Correspondent: You’re sitting in a rather strange lotus position.

Meyer: No.

Correspondent: Do you sit like this often?

Meyer: I’m not lotus actually.

Correspondent: Oh. Not lotus.

Meyer: You can’t see, but, underneath this table, my legs are stretched out in a very conventional position.

Correspondent: I’m sorry I wasn’t noticing your muscular legs.

Meyer: The anti-lotus.

Correspondent: How are you doing?

Meyer: I’m doing fine so far.

Correspondent: Okay. I had a question pertaining to recent events and also pertaining to your work and your tendency to have scripts mirror certain international events. I think, going back to Star Trek VI and Company Business, how real events tended to unfold in relation to those particular scripts. But simultaneously I might argue that you were prescient with one particular character in the Star Trek films. Most recently, as you’ve probably been reading the headlines or seeing various clips, a certain Congressman from South Carolina basically said something to the President. And I couldn’t help but think when that happened, Chekhov saying to Khan, “You lie!” Which I thought was quite prescient of you possibly. But simultaneously, in relation to Chekhov and Presidents, I should point out that Chekhov was able to correctly pronounce “nuclear,” whereas the previous President was not. So what do you attribute this linguistic prescience on your part?

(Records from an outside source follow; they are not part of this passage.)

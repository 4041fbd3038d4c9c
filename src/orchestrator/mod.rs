pub mod client;
pub mod errors;
pub mod types;

pub use client::{OrchestratorClient, ProcessService, FOLDER_HEADER};
#[cfg(any(test, feature = "testing"))]
pub use client::MockProcessService;
pub use errors::OrchestratorError;
pub use types::{JobStatus, Process, StartResult};
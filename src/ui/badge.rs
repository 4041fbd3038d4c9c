use std::fmt;

use crate::orchestrator::JobStatus;

#[derive(Debug, Clone, Copy, PartialEq, Eq)]
pub enum BadgeVariant {
    Default,
    Destructive,
    Secondary,
}

/// Label plus icon for a job status
#[derive(Debug, Clone, PartialEq, Eq)]
pub struct JobStatusBadge {
    pub label: String,
    pub icon: &'static str,
    pub variant: BadgeVariant,
}

impl JobStatusBadge {
    pub fn for_status(status: JobStatus) -> Self {
        let (icon, variant) = presentation(status);
        Self {
            label: status.to_string(),
            icon,
            variant,
        }
    }

    /// Raw status text from the API; unknown values look like Pending but keep their text.
    pub fn for_raw(status: &str) -> Self {
        let (icon, variant) = presentation(status.parse().unwrap_or(JobStatus::Pending));
        Self {
            label: status.to_string(),
            icon,
            variant,
        }
    }
}

fn presentation(status: JobStatus) -> (&'static str, BadgeVariant) {
    match status {
        JobStatus::Successful => ("✅", BadgeVariant::Default),
        JobStatus::Failed => ("❌", BadgeVariant::Destructive),
        JobStatus::Pending => ("🕒", BadgeVariant::Secondary),
        JobStatus::Running => ("▶️", BadgeVariant::Default),
        JobStatus::Stopped | JobStatus::Stopping => ("⚠️", BadgeVariant::Secondary),
    }
}

impl fmt::Display for JobStatusBadge {
    fn fmt(&self, f: &mut fmt::Formatter<'_>) -> fmt::Result {
        write!(f, "[{} {}]", self.icon, self.label)
    }
}

#[cfg(test)]
mod tests {
    use super::*;

    #[test]
    fn test_unknown_status_looks_like_pending() {
        let pending = JobStatusBadge::for_status(JobStatus::Pending);
        let unknown = JobStatusBadge::for_raw("Unknown");
        assert_eq!(unknown.icon, pending.icon);
        assert_eq!(unknown.variant, pending.variant);
        assert_eq!(unknown.label, "Unknown");
    }

    #[test]
    fn test_every_status_has_its_own_label() {
        for status in JobStatus::ALL {
            let badge = JobStatusBadge::for_raw(status.as_str());
            assert_eq!(badge, JobStatusBadge::for_status(status));
        }
        assert_eq!(JobStatusBadge::for_status(JobStatus::Failed).variant, BadgeVariant::Destructive);
        assert_eq!(JobStatusBadge::for_status(JobStatus::Running).to_string(), "[▶️ Running]");
    }
}
use anyhow::{anyhow, Result};

use crate::cli::commands::format_error;
use crate::context::DashboardContext;
use crate::query::ProcessListQuery;
use crate::ui::HomePage;

pub struct ListCommand {
    pub json: bool,
}

impl ListCommand {
    pub fn new(json: bool) -> Self {
        Self { json }
    }

    pub async fn execute(&self, ctx: &DashboardContext) -> Result<()> {
        let result = ProcessListQuery::new(Some(ctx.folder_id)).fetch(ctx).await;

        if self.json {
            if let Some(error) = &result.error {
                eprint!("{}", format_error("Failed to load processes", error));
                return Err(anyhow!(error.clone()));
            }
            let processes = result.data.unwrap_or_default();
            println!("{}", serde_json::to_string_pretty(&processes)?);
            return Ok(());
        }

        print!("{}", HomePage::new(&result).render());
        match result.error {
            Some(error) => {
                println!();
                print!("{}", format_error("Failed to load processes", &error));
                Err(error.into())
            }
            None => Ok(()),
        }
    }
}
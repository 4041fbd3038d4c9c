use anyhow::Result;
use std::path::PathBuf;

use crate::config::DashboardConfig;

pub struct ConfigCommand {
    pub write: Option<PathBuf>,
}

impl ConfigCommand {
    pub fn new(write: Option<PathBuf>) -> Self {
        Self { write }
    }

    /// Works without a valid configuration so users can bootstrap one.
    pub fn execute(&self, config: &DashboardConfig) -> Result<()> {
        match &self.write {
            Some(path) => {
                config.save_to_file(path)?;
                println!("✅ Configuration written to {}", path.display());
            }
            None => {
                print!("{}", config.redacted().to_toml()?);
                if let Err(e) = config.validate() {
                    println!();
                    println!("⚠️  Configuration is incomplete: {e}");
                }
            }
        }
        Ok(())
    }
}

#[cfg(test)]
mod tests {
    use super::*;

    #[test]
    fn test_write_round_trips_through_load() {
        let dir = tempfile::tempdir().unwrap();
        let path = dir.path().join("process-dashboard.toml");
        let mut config = DashboardConfig::default();
        config.orchestrator.org_name = "acme".to_string();
        config.orchestrator.folder_id = 1878866;

        ConfigCommand::new(Some(path.clone())).execute(&config).unwrap();

        let loaded = DashboardConfig::load(Some(&path)).unwrap();
        assert_eq!(loaded.orchestrator.org_name, "acme");
        assert_eq!(loaded.orchestrator.folder_id, 1878866);
    }
}
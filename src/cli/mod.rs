use clap::{Parser, Subcommand};
use std::path::PathBuf;

pub mod commands;

#[derive(Parser)]
#[command(name = "process-dashboard")]
#[command(about = "Terminal dashboard for Orchestrator automation processes")]
#[command(long_about = "Lists the automation processes of an Orchestrator folder, keeps the list fresh \
                       while open, and starts processes on demand. Run without a subcommand to open \
                       the interactive dashboard.")]
pub struct Cli {
    /// Configuration file (defaults to ./process-dashboard.toml when present)
    #[arg(long, global = true, help = "Path to a TOML configuration file")]
    pub config: Option<PathBuf>,

    /// Override the configured folder
    #[arg(long, global = true, help = "Orchestrator folder id (overrides orchestrator.folder_id)")]
    pub folder_id: Option<i64>,

    #[command(subcommand)]
    pub command: Option<Commands>,
}

#[derive(Subcommand)]
pub enum Commands {
    /// Open the live dashboard (default)
    Dashboard {
        /// Render once and exit instead of polling
        #[arg(long, help = "Fetch and render a single time, then exit")]
        once: bool,
    },
    /// List processes in the folder
    List {
        #[arg(long, help = "Print the processes as JSON")]
        json: bool,
    },
    /// Show a single process by id
    Show {
        /// Numeric process id
        process_id: Option<i64>,
    },
    /// Start a process by key
    Start {
        /// Process (release) key
        process_key: String,
    },
    /// Print the effective configuration or write it to a file
    Config {
        #[arg(long, help = "Write the configuration (secret included) to this path")]
        write: Option<PathBuf>,
    },
}

impl Commands {
    pub fn name(&self) -> &'static str {
        match self {
            Commands::Dashboard { .. } => "dashboard",
            Commands::List { .. } => "list",
            Commands::Show { .. } => "show",
            Commands::Start { .. } => "start",
            Commands::Config { .. } => "config",
        }
    }
}
//! Terminal rendering of the dashboard

pub mod badge;
pub mod card;
pub mod page;

pub use badge::{BadgeVariant, JobStatusBadge};
pub use card::ProcessCard;
pub use page::HomePage;

/// ANSI sequence that clears the screen and homes the cursor
pub const CLEAR_SCREEN: &str = "\x1b[2J\x1b[H";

Meyer: Well, talking back to prescience is like one of the weirder things that you can do. And I think the fact that Chekhov addressed Khan so disrespectfully in the well of the Botany Bay obviously qualifies him for a Federation reprimand.

Correspondent: Yeah.

Meyer: Does this address your question?

Correspondent: It sort of does. But it’s interesting that Chekhov could pronounce “nuclear” where George Bush could not. 43.

Meyer: The list of things that George Bush was unable to pronounce. In order to pronounce some of these things, I think you have to conceive of what they are first.

Correspondent: And Chekhov was able to conceive of what they were. I mean, it’s funny that Chekhov was the guy here. This could also have a lot to do with my own particular connections to your work and the larger canvas. But you did bring this up in your book and so I was tempted to infer many things in your scripts that possibly were intended or prescient or seer-like.

Meyer: Well, I think Chekhov’s remark clearly, as far as Congressman Wilson is concerned, is an accident. It was about thirty years before. And there are people who go around saying “You lie!” at the drop of a hat. Chekhov, I think, is more right than not when he accuses Khan.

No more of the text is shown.